Taking care of an elderly parent can be hard, especially on your mental and emotional health. It’s important to take a step back once in awhile, put down the laundry, turn off the stove, and just breathe. Remember: you’re only human, you can only give so much of yourself before you break down. It’s crucial that you take some time for self-care.

I know, you’re probably saying ‘Yeah right, easier said than done!’ That’s why we’ve compiled a list of seven ways to reduce stress when you’re a caregiver.

#1 – Self-Care: While this one is the most obvious and seemingly broad of the bunch, it’s the most important. When you’re busy making sure everyone else is eating healthy, substantial meals and sleeping soundly, it can be easy to forget that you have to take care of your basic necessities, too. This includes getting a full night’s rest and sitting down (okay, maybe standing up) to eat three meals a day.

#2 – Exercise: We know, we know. You get enough exercise running errands, doing chores, and swinging back and forth from home to work like a pendulum. But what about real exercise? It’s not just about getting your blood pumping, it’s about that quiet time you get listening to music on the treadmill, that inner stillness on the yoga mat.

#3 – Sound Therapy: Speaking of music, sound therapy is another effective way to reduce daily stress. There’s a biological reason music has such a huge impact on our emotions. Certain tones and frequencies can measurably make our bodies more relaxed. Pop in headphones next time you’re running around the house. Or, if you’re listening to something everyone likes, put it on out loud so everyone can enjoy a little distraction.

#4 – Talk (Express Don’t Repress): This strategy is more akin to venting rather than communicating. You’re probably used to communicating all day, listening to mom or dad’s needs, listening to the kids and spouse, listening to the boss at work. You know how to communicate. But how often do you get to vent? — Not just little complaints, but talking about your feelings, your hopes, your dreams, your struggles, your daily life? Seek out a friend (or even a therapist if that’s something you would be comfortable with) and just talk. Don’t be afraid of appearing “weak”; you’re strong, so strong, and you have emotions that deserve to be expressed.
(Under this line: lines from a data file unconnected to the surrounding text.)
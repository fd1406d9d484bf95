//! Gateway error taxonomy.
//!
//! Upstream error statuses are not represented here: they are relayed to the
//! client verbatim. Only failures the gateway itself produces become a
//! `GatewayError`, rendered as a JSON `{ "message": ... }` body.

use axum::{
    http::StatusCode,
    response::{IntoResponse, Response},
    Json,
};
use serde::Serialize;
use thiserror::Error;

use crate::config::BACKEND_URL_ENV;

/// Errors that can occur while forwarding a request.
#[derive(Debug, Error)]
pub enum GatewayError {
    /// No backend origin was configured.
    #[error("{} is not configured", BACKEND_URL_ENV)]
    MissingBackend,

    /// The upstream could not be reached or the exchange broke mid-flight.
    #[error("upstream request failed: {0}")]
    Transport(#[source] reqwest::Error),

    /// The upstream did not connect or answer within the configured deadline.
    #[error("upstream request timed out")]
    UpstreamTimeout(#[source] reqwest::Error),

    /// The request path contains a segment that would resolve outside the prefix.
    #[error("invalid request path")]
    InvalidPath,

    /// The inbound body could not be read.
    #[error("failed to read request body")]
    BodyRead,

    /// The inbound body exceeded the configured limit.
    #[error("request body exceeds {limit} bytes")]
    PayloadTooLarge { limit: usize },

    /// The upstream HTTP client could not be constructed.
    #[error("failed to build upstream client: {0}")]
    ClientBuild(#[source] reqwest::Error),
}

impl GatewayError {
    /// Classify a reqwest failure raised while talking to the upstream.
    pub fn from_upstream(err: reqwest::Error) -> Self {
        if err.is_timeout() {
            GatewayError::UpstreamTimeout(err)
        } else {
            GatewayError::Transport(err)
        }
    }

    pub fn status(&self) -> StatusCode {
        match self {
            GatewayError::MissingBackend | GatewayError::ClientBuild(_) => {
                StatusCode::INTERNAL_SERVER_ERROR
            }
            GatewayError::Transport(_) => StatusCode::BAD_GATEWAY,
            GatewayError::UpstreamTimeout(_) => StatusCode::GATEWAY_TIMEOUT,
            GatewayError::InvalidPath | GatewayError::BodyRead => StatusCode::BAD_REQUEST,
            GatewayError::PayloadTooLarge { .. } => StatusCode::PAYLOAD_TOO_LARGE,
        }
    }

    /// Short label used for metrics and logs.
    pub fn kind(&self) -> &'static str {
        match self {
            GatewayError::MissingBackend => "missing_backend",
            GatewayError::Transport(_) => "transport",
            GatewayError::UpstreamTimeout(_) => "timeout",
            GatewayError::InvalidPath => "invalid_path",
            GatewayError::BodyRead => "body_read",
            GatewayError::PayloadTooLarge { .. } => "payload_too_large",
            GatewayError::ClientBuild(_) => "client_build",
        }
    }

    /// Message exposed to clients. Transport details stay in the logs.
    fn public_message(&self) -> String {
        match self {
            GatewayError::Transport(_) => "upstream request failed".to_string(),
            GatewayError::UpstreamTimeout(_) => "upstream request timed out".to_string(),
            other => other.to_string(),
        }
    }
}

/// JSON error body.
#[derive(Debug, Serialize)]
pub struct ErrorBody {
    pub message: String,
}

impl IntoResponse for GatewayError {
    fn into_response(self) -> Response {
        let body = ErrorBody {
            message: self.public_message(),
        };
        (self.status(), Json(body)).into_response()
    }
}

#[cfg(test)]
mod tests {
    use super::*;

    #[test]
    fn missing_backend_names_the_variable() {
        let err = GatewayError::MissingBackend;
        assert_eq!(err.status(), StatusCode::INTERNAL_SERVER_ERROR);
        assert_eq!(err.to_string(), "BACKEND_URL is not configured");
    }

    #[test]
    fn payload_limit_maps_to_413() {
        let err = GatewayError::PayloadTooLarge { limit: 10 };
        assert_eq!(err.status(), StatusCode::PAYLOAD_TOO_LARGE);
        assert_eq!(err.kind(), "payload_too_large");
    }

    #[test]
    fn invalid_path_is_a_client_error() {
        let err = GatewayError::InvalidPath;
        assert_eq!(err.status(), StatusCode::BAD_REQUEST);
        assert_eq!(err.to_string(), "invalid request path");
    }

    #[tokio::test]
    async fn renders_json_message() {
        let response = GatewayError::MissingBackend.into_response();
        assert_eq!(response.status(), StatusCode::INTERNAL_SERVER_ERROR);
        assert_eq!(
            response.headers()[axum::http::header::CONTENT_TYPE],
            "application/json"
        );

        let bytes = axum::body::to_bytes(response.into_body(), usize::MAX).await.unwrap();
        let value: serde_json::Value = serde_json::from_slice(&bytes).unwrap();
        assert_eq!(value["message"], "BACKEND_URL is not configured");
    }
}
#5 – Meditation: Meditation doesn’t have to mean sitting lotus-style on the floor for an hour a day. All it means is closing your eyes and focusing on the darkness. When you have a thought, recognize that thought, think about yourself thinking about it, and gently cast it aside. It can be for a few seconds, a minute, fifteen minutes. It can be in the driveway right before you leave for work. It can be in bed before you fall asleep. Just close your eyes and empty your mind. It takes practice — videos are helpful if you need some guidance — but try it for a few minutes each day. I promise you it’s worth it.

#6 – Self-Compassion: This is different from self-care. While self-care is mostly taking care of your most basic necessities, self-compassion is taking care of your emotional foundation. When you find yourself trapped in a vicious cycle of negativity, give yourself a break. Remember to value yourself and what you’ve accomplished. Extend the compassion you have for others to yourself. When that vicious cycle begins, say to yourself, “I am a remarkable person.” Keep saying it until you believe it — it’s true.

#7 – Positive Thinking: How many times have you heard this one? Well, I’m going to say it again: getting into the habit of thinking positively (even if at first you have to trick yourself) helps to actually make you feel better. Integrating humor into your daily routine, writing down what you’re grateful for at the end of each day, and just practicing positive thinking can both ease stress and make you more resilient to future stress triggers.

So, repeat after me: “I’m only human. I deserve a break. I am compassionate to others and to myself.” Do you believe me yet? Keep trying. It may take a little while to ease the stress, the weight of the world, but you can do it. You’ve come this far. If you take one thing away from this article, it should be this: remember to breathe.